Prepare for a new chick-flick migration
Why have "Eat Pray Love" and "Under the Tuscan Sun" struck such a chord with so many women?
Julia Roberts plays Liz Gilbert in "Eat, Pray, Love." Here, she's shown in Italy -- where scores of chick-flick enthusiasts will no doubt flock. (HANDOUT / September 6, 2009)
Witness the smorgasbord of "Eat Pray Love" travel tours spawned by the film, encouraging women to pack their passports and head off in search of life-changing adventures.
But why have "Eat Pray Love" and best-selling author Frances Mayes' "Under the Tuscan Sun" struck such a chord with so many women?
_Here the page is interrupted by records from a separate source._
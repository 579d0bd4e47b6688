//! Request Router data types.

use serde::{Deserialize, Serialize};
use std::collections::HashMap;
use std::fmt;

/// Front-end origin of a request; also doubles as the target plugin
/// name for everything except `internal`.
#[derive(Debug, Clone, Copy, PartialEq, Eq, Hash, Serialize, Deserialize)]
#[serde(rename_all = "snake_case")]
pub enum RequestType {
    Discord,
    Android,
    Twitch,
    Minecraft,
    Tiktok,
    Youtube,
    Internal,
}

impl RequestType {
    pub fn as_str(&self) -> &'static str {
        match self {
            RequestType::Discord => "discord",
            RequestType::Android => "android",
            RequestType::Twitch => "twitch",
            RequestType::Minecraft => "minecraft",
            RequestType::Tiktok => "tiktok",
            RequestType::Youtube => "youtube",
            RequestType::Internal => "internal",
        }
    }

    pub fn parse(value: &str) -> Option<Self> {
        match value {
            "discord" => Some(RequestType::Discord),
            "android" => Some(RequestType::Android),
            "twitch" => Some(RequestType::Twitch),
            "minecraft" => Some(RequestType::Minecraft),
            "tiktok" => Some(RequestType::Tiktok),
            "youtube" => Some(RequestType::Youtube),
            "internal" => Some(RequestType::Internal),
            _ => None,
        }
    }
}

impl fmt::Display for RequestType {
    fn fmt(&self, f: &mut fmt::Formatter<'_>) -> fmt::Result {
        f.write_str(self.as_str())
    }
}

/// A single inbound (or internally generated) request.
#[derive(Debug, Clone, Serialize, Deserialize)]
pub struct Request {
    pub id: Option<String>,
    #[serde(rename = "type")]
    pub request_type: RequestType,
    pub content: serde_json::Value,
    #[serde(default)]
    pub context: HashMap<String, serde_json::Value>,
    pub priority: Option<u8>,
    pub requested_timeout: Option<u64>,
}

/// Ephemeral routing output; lives only inside one router invocation.
#[derive(Debug, Clone, Serialize)]
pub struct RoutingDecision {
    pub target_plugin: String,
    pub request_type: RequestType,
    pub valid: bool,
    pub error: Option<String>,
    pub priority: u8,
    pub timeout_seconds: u64,
}

/// Exactly three wire values: `success | error | timeout`. A refusal is
/// reported as `Success` with a synthetic payload, not a fourth status —
/// `refusal_category` on the envelope is what distinguishes it.
#[derive(Debug, Clone, Copy, PartialEq, Eq, Serialize)]
#[serde(rename_all = "snake_case")]
pub enum RouteStatus {
    Success,
    Timeout,
    Error,
}

/// The envelope returned to whatever called the router.
#[derive(Debug, Clone, Serialize)]
pub struct ResponseEnvelope {
    pub status: RouteStatus,
    pub request_id: String,
    pub result: Option<serde_json::Value>,
    pub error: Option<String>,
    pub duration_ms: u64,
    pub plugin: Option<String>,
    pub queued_for_retry: bool,
    pub refusal_category: Option<String>,
}

/// Running counters the router exposes for introspection, distinct
/// from the Prometheus export — a convenience separate from metrics.
#[derive(Debug, Clone, Default, Serialize)]
pub struct RouterStats {
    pub total_requests: u64,
    pub successful_routes: u64,
    pub failed_routes: u64,
    pub dlq_entries: u64,
    pub dlq_retries: u64,
    pub dlq_failures: u64,
    pub per_plugin_requests: HashMap<String, u64>,
    pub per_plugin_success_rate: HashMap<String, f64>,
}
#[allow(dead_code)]
impl CircuitBreaker {
    /// Create a new circuit breaker
    pub fn new(config: CircuitBreakerConfig) -> Self {
        Self {
            config,
            state: Arc::new(Mutex::new(CircuitState::Closed)),
            failure_count: AtomicU32::new(0),
            success_count: AtomicU32::new(0),
            last_failure_time: Arc::new(Mutex::new(None)),
            request_count: AtomicU32::new(0),
            window_start: Arc::new(Mutex::new(Instant::now())),
        }
    }

    /// Execute a function with circuit breaker protection
    pub async fn call<F, R, E>(&self, f: F) -> Result<R>
    where
        F: std::future::Future<Output = std::result::Result<R, E>>,
        E: std::fmt::Display + std::fmt::Debug,
    {
        // Check if circuit should allow the request
        if !self.can_execute().await {
            return Err(ConductorError::CircuitBreaker(
                "Circuit breaker is open".to_string(),
            ));
        }

        self.request_count.fetch_add(1, Ordering::Relaxed);

        match f.await {
            Ok(result) => {
                self.on_success().await;
                Ok(result)
            }
            Err(error) => {
                self.on_failure().await;
                Err(ConductorError::Internal(format!(
                    "Circuit breaker protected call failed: {}",
                    error
                )))
            }
        }
    }

    /// Check if the circuit breaker allows execution
    async fn can_execute(&self) -> bool {
        // Use unwrap_or_else to handle poisoned mutex gracefully
        let mut state = self
            .state
            .lock()
            .unwrap_or_else(|poisoned| poisoned.into_inner());

        match *state {
            CircuitState::Closed => true,
            CircuitState::Open => {
                // Check if timeout has passed
                if let Some(last_failure) = *self
                    .last_failure_time
                    .lock()
                    .unwrap_or_else(|poisoned| poisoned.into_inner())
                {
                    if last_failure.elapsed() >= self.config.timeout {
                        debug!("Circuit breaker transitioning from Open to HalfOpen");
                        *state = CircuitState::HalfOpen;
                        self.success_count.store(0, Ordering::Relaxed);
                        true
                    } else {
                        false
                    }
                } else {
                    false
                }
            }
            CircuitState::HalfOpen => true,
        }
    }

    /// Record an outcome observed outside `call()` — used by callers that
    /// already ran the protected operation themselves (e.g. the Plugin
    /// Manager, which drives isolated child processes rather than bare
    /// futures) and just need the breaker's state machine updated.
    pub async fn record_outcome(&self, success: bool) {
        if success {
            self.on_success().await;
        } else {
            self.on_failure().await;
        }
    }

    /// Handle successful request
    async fn on_success(&self) {
        let success_count = self.success_count.fetch_add(1, Ordering::Relaxed) + 1;

        let mut state = self
            .state
            .lock()
            .unwrap_or_else(|poisoned| poisoned.into_inner());
        if *state == CircuitState::HalfOpen && success_count >= self.config.success_threshold {
            debug!("Circuit breaker transitioning from HalfOpen to Closed");
            *state = CircuitState::Closed;
            self.failure_count.store(0, Ordering::Relaxed);
            self.success_count.store(0, Ordering::Relaxed);
        }
    }

    /// Handle failed request
    async fn on_failure(&self) {
        let failure_count = self.failure_count.fetch_add(1, Ordering::Relaxed) + 1;
        let request_count = self.request_count.load(Ordering::Relaxed);

        *self
            .last_failure_time
            .lock()
            .unwrap_or_else(|p| p.into_inner()) = Some(Instant::now());

        let mut state = self
            .state
            .lock()
            .unwrap_or_else(|poisoned| poisoned.into_inner());

        // Update window if needed
        {
            let mut window_start = self.window_start.lock().unwrap_or_else(|p| p.into_inner());
            if window_start.elapsed() >= self.config.window_size {
                *window_start = Instant::now();
                self.failure_count.store(1, Ordering::Relaxed);
                self.request_count.store(1, Ordering::Relaxed);
                return;
            }
        }

        // Check if we should open the circuit
        if request_count >= self.config.min_requests
            && failure_count >= self.config.failure_threshold
            && *state != CircuitState::Open
        {
            warn!(
                "Circuit breaker opening due to {} failures out of {} requests",
                failure_count, request_count
            );
            *state = CircuitState::Open;
        }

        // Always open from half-open on failure
        if *state == CircuitState::HalfOpen {
            debug!("Circuit breaker transitioning from HalfOpen to Open due to failure");
            *state = CircuitState::Open;
        }
    }

    /// Get current circuit breaker state
    pub fn state(&self) -> CircuitState {
        self.state
            .lock()
            .unwrap_or_else(|poisoned| poisoned.into_inner())
            .clone()
    }

    /// Get current metrics
    pub fn metrics(&self) -> CircuitBreakerMetrics {
        CircuitBreakerMetrics {
            state: self.state(),
            failure_count: self.failure_count.load(Ordering::Relaxed),
            success_count: self.success_count.load(Ordering::Relaxed),
            request_count: self.request_count.load(Ordering::Relaxed),
        }
    }

    /// Reset the circuit breaker
    pub fn reset(&self) {
        let mut state = self
            .state
            .lock()
            .unwrap_or_else(|poisoned| poisoned.into_inner());
        *state = CircuitState::Closed;
        self.failure_count.store(0, Ordering::Relaxed);
        self.success_count.store(0, Ordering::Relaxed);
        self.request_count.store(0, Ordering::Relaxed);
        *self
            .last_failure_time
            .lock()
            .unwrap_or_else(|p| p.into_inner()) = None;
        *self.window_start.lock().unwrap_or_else(|p| p.into_inner()) = Instant::now();
        debug!("Circuit breaker reset");
    }
}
"It's partly escape from responsibility as you know it and wanting a bigger life to make a change and take a risk," said Mayes, whose book kick-started the American-reinventing-her-life-by-moving-abroad memoir craze in 1996. "It's the idea you can be in charge of your life, make changes you want to make and be the hero of the story."
"Adventure provides the opportunity to replenish on many levels," said Patti Mangan, co-founder ofTangoDiva.com, which encourages women to confidently travel solo. "We may think we are heading to Rome for the food, wine and romance of it all, but on arrival we discover the slow pace allows us to relax and reflect. We come home happy, filled with fresh ideas and renewed energy."
In a huge way, the film version of "Under the Tuscan Sun" helped inspire me to make the leap, giving me the confidence to leave my corporate job in 2004 and move to Florence, Italy, as a freelance writer.
If a Hollywood film-as-travelogue can serve as a compass, those hours at the multiplex are time well spent.